Соколовский потирает колючий подбородок. В его глазах мерцает нечто, похожее на раскаяние.

– Послушай… Я был дураком. Я очень сожалею, что все так вышло.

– Он мог умереть! – кричу в сердцах. Перед глазами снова плывут стены больницы. Маленький Артем, который не может дышать самостоятельно, и растерянный врач в холле…
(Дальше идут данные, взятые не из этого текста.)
use rust_decimal::Decimal;
use rust_decimal_macros::dec;
use serde::{Deserialize, Serialize};
use std::time::Instant;

use crate::types::{with_metadata, ComputationOutput, Money, Percent};

// ---------------------------------------------------------------------------
// Types — Income Statement (DRE)
// ---------------------------------------------------------------------------

/// Pricing, volume, deduction, expense and tax parameters for a single
/// product over one reporting period.
#[derive(Debug, Clone, PartialEq, Serialize, Deserialize)]
pub struct StatementInput {
    /// Product or SKU name, e.g. "Margherita"
    pub product_name: String,
    /// Cost basis per unit (CMV), resolved by the caller from a catalog
    pub unit_cost: Money,
    /// Percentage added on top of unit cost to derive the sale price
    pub markup_pct: Percent,
    /// Units sold in the period
    pub quantity: u32,
    /// Sales tax as a share of gross revenue
    pub tax_sales_pct: Percent,
    /// Order cancellations as a share of gross revenue
    pub cancellations_pct: Percent,
    /// Returned orders as a share of gross revenue
    pub returns_pct: Percent,
    /// Marketplace / delivery platform fee as a share of gross revenue
    pub platform_fee_pct: Percent,
    /// Fixed rent and utilities for the period
    pub rent_utilities: Money,
    /// Fixed salaries and payroll charges for the period
    pub salaries: Money,
    /// Fixed marketing spend for the period
    pub marketing: Money,
    /// Other fixed operating expenses for the period
    pub other_expenses: Money,
    /// Non-operating financial expenses for the period
    pub financial_expenses: Money,
    /// Corporate income tax rate, charged only on positive pre-tax profit
    pub irpj_pct: Percent,
    /// Social contribution rate, charged only on positive pre-tax profit
    pub csll_pct: Percent,
}

/// Share of gross revenue for each reported line item.
///
/// When gross revenue is zero every share is zero.
#[derive(Debug, Clone, PartialEq, Serialize, Deserialize)]
pub struct RevenueShare {
    pub tax_sales: Percent,
    pub cancellations: Percent,
    pub returns: Percent,
    pub platform_fee: Percent,
    pub net_revenue: Percent,
    pub total_cost: Percent,
    pub gross_profit: Percent,
    pub operating_expenses: Percent,
    pub operational_result: Percent,
    pub financial_expenses: Percent,
    pub profit_before_tax: Percent,
    pub income_tax: Percent,
    pub net_profit: Percent,
}

/// Full statement-of-operations breakdown from gross revenue down to
/// net profit, with margins and break-even volume.
#[derive(Debug, Clone, PartialEq, Serialize, Deserialize)]
pub struct IncomeStatement {
    pub product_name: String,
    pub unit_cost: Money,
    /// 1 + markup / 100
    pub markup_multiplier: Decimal,
    pub sale_price: Money,
    pub quantity: u32,

    pub gross_revenue: Money,
    pub tax_sales_value: Money,
    pub cancellations_value: Money,
    pub returns_value: Money,
    pub platform_fee_value: Money,
    pub total_deductions: Money,
    /// Never negative: deductions cannot drive revenue below zero
    pub net_revenue: Money,

    /// unit cost times quantity (CMV)
    pub total_cost: Money,
    /// May be negative
    pub gross_profit: Money,
    pub rent_utilities: Money,
    pub salaries: Money,
    pub marketing: Money,
    pub other_expenses: Money,
    pub total_operating_expenses: Money,
    pub operational_result: Money,
    pub financial_expenses: Money,
    pub profit_before_tax: Money,

    pub irpj_value: Money,
    pub csll_value: Money,
    pub total_income_tax: Money,
    pub net_profit: Money,

    /// Net profit over net revenue
    pub net_margin: Percent,
    /// Gross profit over net revenue
    pub gross_margin: Percent,
    /// Operational result over net revenue
    pub operational_margin: Percent,

    /// Unit cost plus the revenue-proportional deductions per unit
    pub variable_cost_per_unit: Money,
    pub contribution_margin_per_unit: Money,
    /// Operating plus financial expenses
    pub fixed_costs: Money,
    /// Minimum whole-unit volume at which contribution covers fixed
    /// costs; 0 when no finite break-even exists
    pub breakeven_units: Decimal,

    pub revenue_share: RevenueShare,
}

// ---------------------------------------------------------------------------
// Helpers
// ---------------------------------------------------------------------------

/// Safe margin: numerator over denominator in percentage points, zero
/// when the denominator is zero.
fn safe_margin(numerator: Decimal, denominator: Decimal) -> Percent {
    if denominator == dec!(0) {
        Decimal::ZERO
    } else {
        numerator / denominator * dec!(100)
    }
}

// ---------------------------------------------------------------------------
// calculate_statement
// ---------------------------------------------------------------------------

/// Compute the full income statement for one product: markup pricing,
/// gross revenue, revenue deductions, cost of goods, operating result,
/// profit taxes, margins, and break-even volume.
///
/// Total over its numeric domain: degenerate inputs (zero revenue,
/// non-positive contribution margin, losses) produce well-defined zero
/// values and a warning, never a panic or an error. Callers are
/// expected to run `validation::validate` beforehand.
pub fn calculate_statement(input: &StatementInput) -> ComputationOutput<IncomeStatement> {
    let start = Instant::now();
    let mut warnings: Vec<String> = Vec::new();

    let quantity = Decimal::from(input.quantity);

    // --- Pricing ---
    let markup_multiplier = dec!(1) + input.markup_pct / dec!(100);
    let sale_price = input.unit_cost * markup_multiplier;

    // --- Gross revenue and deductions ---
    let gross_revenue = sale_price * quantity;
    let tax_sales_value = gross_revenue * input.tax_sales_pct / dec!(100);
    let cancellations_value = gross_revenue * input.cancellations_pct / dec!(100);
    let returns_value = gross_revenue * input.returns_pct / dec!(100);
    let platform_fee_value = gross_revenue * input.platform_fee_pct / dec!(100);
    let total_deductions =
        tax_sales_value + cancellations_value + returns_value + platform_fee_value;

    if gross_revenue == dec!(0) {
        warnings.push(
            "Gross revenue is zero; margins and revenue shares are reported as zero".to_string(),
        );
    }

    let net_revenue = if gross_revenue - total_deductions < dec!(0) {
        warnings.push("Deductions exceed gross revenue; net revenue clamped to zero".to_string());
        Decimal::ZERO
    } else {
        gross_revenue - total_deductions
    };

    // --- Cost of goods and operating expenses ---
    let total_cost = input.unit_cost * quantity;
    let gross_profit = net_revenue - total_cost;

    let total_operating_expenses =
        input.rent_utilities + input.salaries + input.marketing + input.other_expenses;
    let operational_result = gross_profit - total_operating_expenses;
    let profit_before_tax = operational_result - input.financial_expenses;

    // --- Profit taxes, only on strictly positive pre-tax profit ---
    let (irpj_value, csll_value) = if profit_before_tax > dec!(0) {
        (
            profit_before_tax * input.irpj_pct / dec!(100),
            profit_before_tax * input.csll_pct / dec!(100),
        )
    } else {
        (Decimal::ZERO, Decimal::ZERO)
    };
    let total_income_tax = irpj_value + csll_value;
    let net_profit = profit_before_tax - total_income_tax;

    // --- Margins over net revenue ---
    let net_margin = safe_margin(net_profit, net_revenue);
    let gross_margin = safe_margin(gross_profit, net_revenue);
    let operational_margin = safe_margin(operational_result, net_revenue);

    // --- Break-even volume ---
    let deduction_pct_total = input.tax_sales_pct
        + input.cancellations_pct
        + input.returns_pct
        + input.platform_fee_pct;
    let variable_cost_per_unit = input.unit_cost + sale_price * deduction_pct_total / dec!(100);
    let contribution_margin_per_unit = sale_price - variable_cost_per_unit;
    let fixed_costs = total_operating_expenses + input.financial_expenses;

    let breakeven_units = if contribution_margin_per_unit > dec!(0) {
        (fixed_costs.max(Decimal::ZERO) / contribution_margin_per_unit).ceil()
    } else {
        warnings.push(
            "Contribution margin per unit is zero or negative; no finite break-even exists"
                .to_string(),
        );
        Decimal::ZERO
    };

    // --- Shares of gross revenue ---
    // With zero revenue every share reads zero, expense lines included
    let share = |value: Decimal| {
        if gross_revenue == dec!(0) {
            Decimal::ZERO
        } else {
            value / gross_revenue * dec!(100)
        }
    };

    let revenue_share = RevenueShare {
        tax_sales: share(tax_sales_value),
        cancellations: share(cancellations_value),
        returns: share(returns_value),
        platform_fee: share(platform_fee_value),
        net_revenue: share(net_revenue),
        total_cost: share(total_cost),
        gross_profit: share(gross_profit),
        operating_expenses: share(total_operating_expenses),
        operational_result: share(operational_result),
        financial_expenses: share(input.financial_expenses),
        profit_before_tax: share(profit_before_tax),
        income_tax: share(total_income_tax),
        net_profit: share(net_profit),
    };

    let output = IncomeStatement {
        product_name: input.product_name.clone(),
        unit_cost: input.unit_cost,
        markup_multiplier,
        sale_price,
        quantity: input.quantity,
        gross_revenue,
        tax_sales_value,
        cancellations_value,
        returns_value,
        platform_fee_value,
        total_deductions,
        net_revenue,
        total_cost,
        gross_profit,
        rent_utilities: input.rent_utilities,
        salaries: input.salaries,
        marketing: input.marketing,
        other_expenses: input.other_expenses,
        total_operating_expenses,
        operational_result,
        financial_expenses: input.financial_expenses,
        profit_before_tax,
        irpj_value,
        csll_value,
        total_income_tax,
        net_profit,
        net_margin,
        gross_margin,
        operational_margin,
        variable_cost_per_unit,
        contribution_margin_per_unit,
        fixed_costs,
        breakeven_units,
        revenue_share,
    };

    let elapsed = start.elapsed().as_micros() as u64;

    with_metadata(
        "Single-Product Income Statement (DRE) with Break-even Analysis",
        &serde_json::json!({
            "product": input.product_name,
            "unit_cost": input.unit_cost.to_string(),
            "markup_pct": input.markup_pct.to_string(),
            "quantity": input.quantity,
        }),
        warnings,
        elapsed,
        output,
    )
}

// ---------------------------------------------------------------------------
// Tests
// ---------------------------------------------------------------------------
«Мне сказали, что отец вашего малыша работает в администрации. Возможно, там помогут достать препарат?»

«Запомни: если наш сын умрет, виновата в этом будешь только ты одна! Пусть та ситуация, в которой ты оказалась, станет тебе уроком».

– Оля, я все понимаю! – врывается в мои воспоминания Андрей. – Но наш сын не умер, с ним все хорошо. Я хочу, чтобы ты разрешила мне принимать участие в его жизни. Разве это много?

Горло обжигает колючая досада.

– Он до сих пор вздрагивает по ночам от того, что ты в день своей свадьбы от него отказался!

– Я не мог иначе! Пойми же ты, не мог! Меня заставили написать отказ!

Я усмехаюсь.

– А сейчас, значит, можешь?

– Обстоятельства изменились. И чтобы не начинать новые суды, прошу тебя по-хорошему: разреши мне снова быть рядом с Артемом. Я много не прошу. Всего пара встреч в месяц. Я его родной отец, Оль. Я хочу все исправить. Люди меняются, пойми! Я тоже изменился…

Андрей накрывает мою руку своей, сжимает.

Я вдруг замечаю, что в ресторан входит та самая Громова. Она не одна, а со спутником.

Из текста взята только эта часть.